**Your goal**
Will you return, word for word, only the lines from the top of the data below down to and including the one with "use tracing::instrument;"?

**Data supplied**
//! Application configuration

mod app_config;

pub use app_config::{
    AppConfig, AppSettings, ConfigError, CorsConfig, DatabaseConfig, Environment, JwtConfig,
    RateLimitConfig, ServerConfig, SnowflakeConfig,
};
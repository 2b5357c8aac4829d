//! PostgreSQL implementation of PostRepository

use async_trait::async_trait;
use sqlx::PgPool;
use tracing::instrument;

use agora_core::entities::Post;
use agora_core::traits::{PostListQuery, PostRepository, RepoResult};
use agora_core::value_objects::Snowflake;

use crate::models::PostModel;

use super::error::{map_db_error, post_not_found};

/// PostgreSQL implementation of PostRepository
#[derive(Clone)]
pub struct PgPostRepository {
    pool: PgPool,
}

impl PgPostRepository {
    /// Create a new PgPostRepository
    pub fn new(pool: PgPool) -> Self {
        Self { pool }
    }
}

// Listing filter shared by the list and count queries. Only published
// posts are listed, and posts inside a private group are visible to its
// members alone.
const POSTS_WHERE: &str = r"
    p.published
    AND ($2::bigint IS NULL OR p.group_id = $2)
    AND ($3::bigint IS NULL OR p.author_id = $3)
    AND (
        p.group_id IS NULL
        OR EXISTS(SELECT 1 FROM groups g WHERE g.id = p.group_id AND NOT g.is_private)
        OR EXISTS(
            SELECT 1 FROM group_members gm
            WHERE gm.group_id = p.group_id AND gm.user_id = $1
        )
    )
";

#[async_trait]
impl PostRepository for PgPostRepository {
    #[instrument(skip(self))]
    async fn find_by_id(&self, id: Snowflake) -> RepoResult<Option<Post>> {
        let result = sqlx::query_as::<_, PostModel>(
            r"
            SELECT id, title, content, author_id, group_id, published, created_at, updated_at
            FROM posts
            WHERE id = $1
            ",
        )
        .bind(id.into_inner())
        .fetch_optional(&self.pool)
        .await
        .map_err(map_db_error)?;

        Ok(result.map(Post::from))
    }

    #[instrument(skip(self, query))]
    async fn list(
        &self,
        viewer_id: Snowflake,
        query: &PostListQuery,
    ) -> RepoResult<(Vec<Post>, i64)> {
        let list_sql = format!(
            r"
            SELECT p.id, p.title, p.content, p.author_id, p.group_id, p.published, p.created_at, p.updated_at
            FROM posts p
            WHERE {POSTS_WHERE}
            ORDER BY p.created_at DESC
            LIMIT $4 OFFSET $5
            "
        );
        let count_sql = format!("SELECT COUNT(*) FROM posts p WHERE {POSTS_WHERE}");

        let group_id = query.group_id.map(Snowflake::into_inner);
        let author_id = query.author_id.map(Snowflake::into_inner);

        let rows = sqlx::query_as::<_, PostModel>(&list_sql)
            .bind(viewer_id.into_inner())
            .bind(group_id)
            .bind(author_id)
            .bind(query.page.limit)
            .bind(query.page.offset())
            .fetch_all(&self.pool)
            .await
            .map_err(map_db_error)?;

        let total = sqlx::query_scalar::<_, i64>(&count_sql)
            .bind(viewer_id.into_inner())
            .bind(group_id)
            .bind(author_id)
            .fetch_one(&self.pool)
            .await
            .map_err(map_db_error)?;

        Ok((rows.into_iter().map(Post::from).collect(), total))
    }

    #[instrument(skip(self, post))]
    async fn create(&self, post: &Post) -> RepoResult<()> {
        sqlx::query(
            r"
            INSERT INTO posts (id, title, content, author_id, group_id, published, created_at, updated_at)
            VALUES ($1, $2, $3, $4, $5, $6, $7, $8)
            ",
        )
        .bind(post.id.into_inner())
        .bind(&post.title)
        .bind(&post.content)
        .bind(post.author_id.into_inner())
        .bind(post.group_id.map(Snowflake::into_inner))
        .bind(post.published)
        .bind(post.created_at)
        .bind(post.updated_at)
        .execute(&self.pool)
        .await
        .map_err(map_db_error)?;

        Ok(())
    }

    #[instrument(skip(self, post))]
    async fn update(&self, post: &Post) -> RepoResult<()> {
        let result = sqlx::query(
            r"
            UPDATE posts
            SET title = $2, content = $3, published = $4, updated_at = NOW()
            WHERE id = $1
            ",
        )
        .bind(post.id.into_inner())
        .bind(&post.title)
        .bind(&post.content)
        .bind(post.published)
        .execute(&self.pool)
        .await
        .map_err(map_db_error)?;

        if result.rows_affected() == 0 {
            return Err(post_not_found(post.id));
        }

        Ok(())
    }

    #[instrument(skip(self))]
    async fn delete(&self, id: Snowflake) -> RepoResult<()> {
        let result = sqlx::query(
            r"
            DELETE FROM posts WHERE id = $1
            ",
        )
        .bind(id.into_inner())
        .execute(&self.pool)
        .await
        .map_err(map_db_error)?;

        if result.rows_affected() == 0 {
            return Err(post_not_found(id));
        }

        Ok(())
    }

    #[instrument(skip(self))]
    async fn comment_count(&self, post_id: Snowflake) -> RepoResult<i64> {
        let result = sqlx::query_scalar::<_, i64>(
            r"
            SELECT COUNT(*) FROM comments WHERE post_id = $1
            ",
        )
        .bind(post_id.into_inner())
        .fetch_one(&self.pool)
        .await
        .map_err(map_db_error)?;

        Ok(result)
    }

    #[instrument(skip(self))]
    async fn reaction_count(&self, post_id: Snowflake) -> RepoResult<i64> {
        let result = sqlx::query_scalar::<_, i64>(
            r"
            SELECT COUNT(*) FROM reactions WHERE post_id = $1
            ",
        )
        .bind(post_id.into_inner())
        .fetch_one(&self.pool)
        .await
        .map_err(map_db_error)?;

        Ok(result)
    }
}

#[cfg(test)]
mod tests {
    use super::*;

    #[test]
    fn test_repo_is_send_sync() {
        fn assert_send_sync<T: Send + Sync>() {}
        assert_send_sync::<PgPostRepository>();
    }
}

**Answer section**
//! Application configuration

mod app_config;

pub use app_config::{
    AppConfig, AppSettings, ConfigError, CorsConfig, DatabaseConfig, Environment, JwtConfig,
    RateLimitConfig, ServerConfig, SnowflakeConfig,
};
repository 2b5357c8aac4829d
//! PostgreSQL implementation of PostRepository

use async_trait::async_trait;
use sqlx::PgPool;
use tracing::instrument;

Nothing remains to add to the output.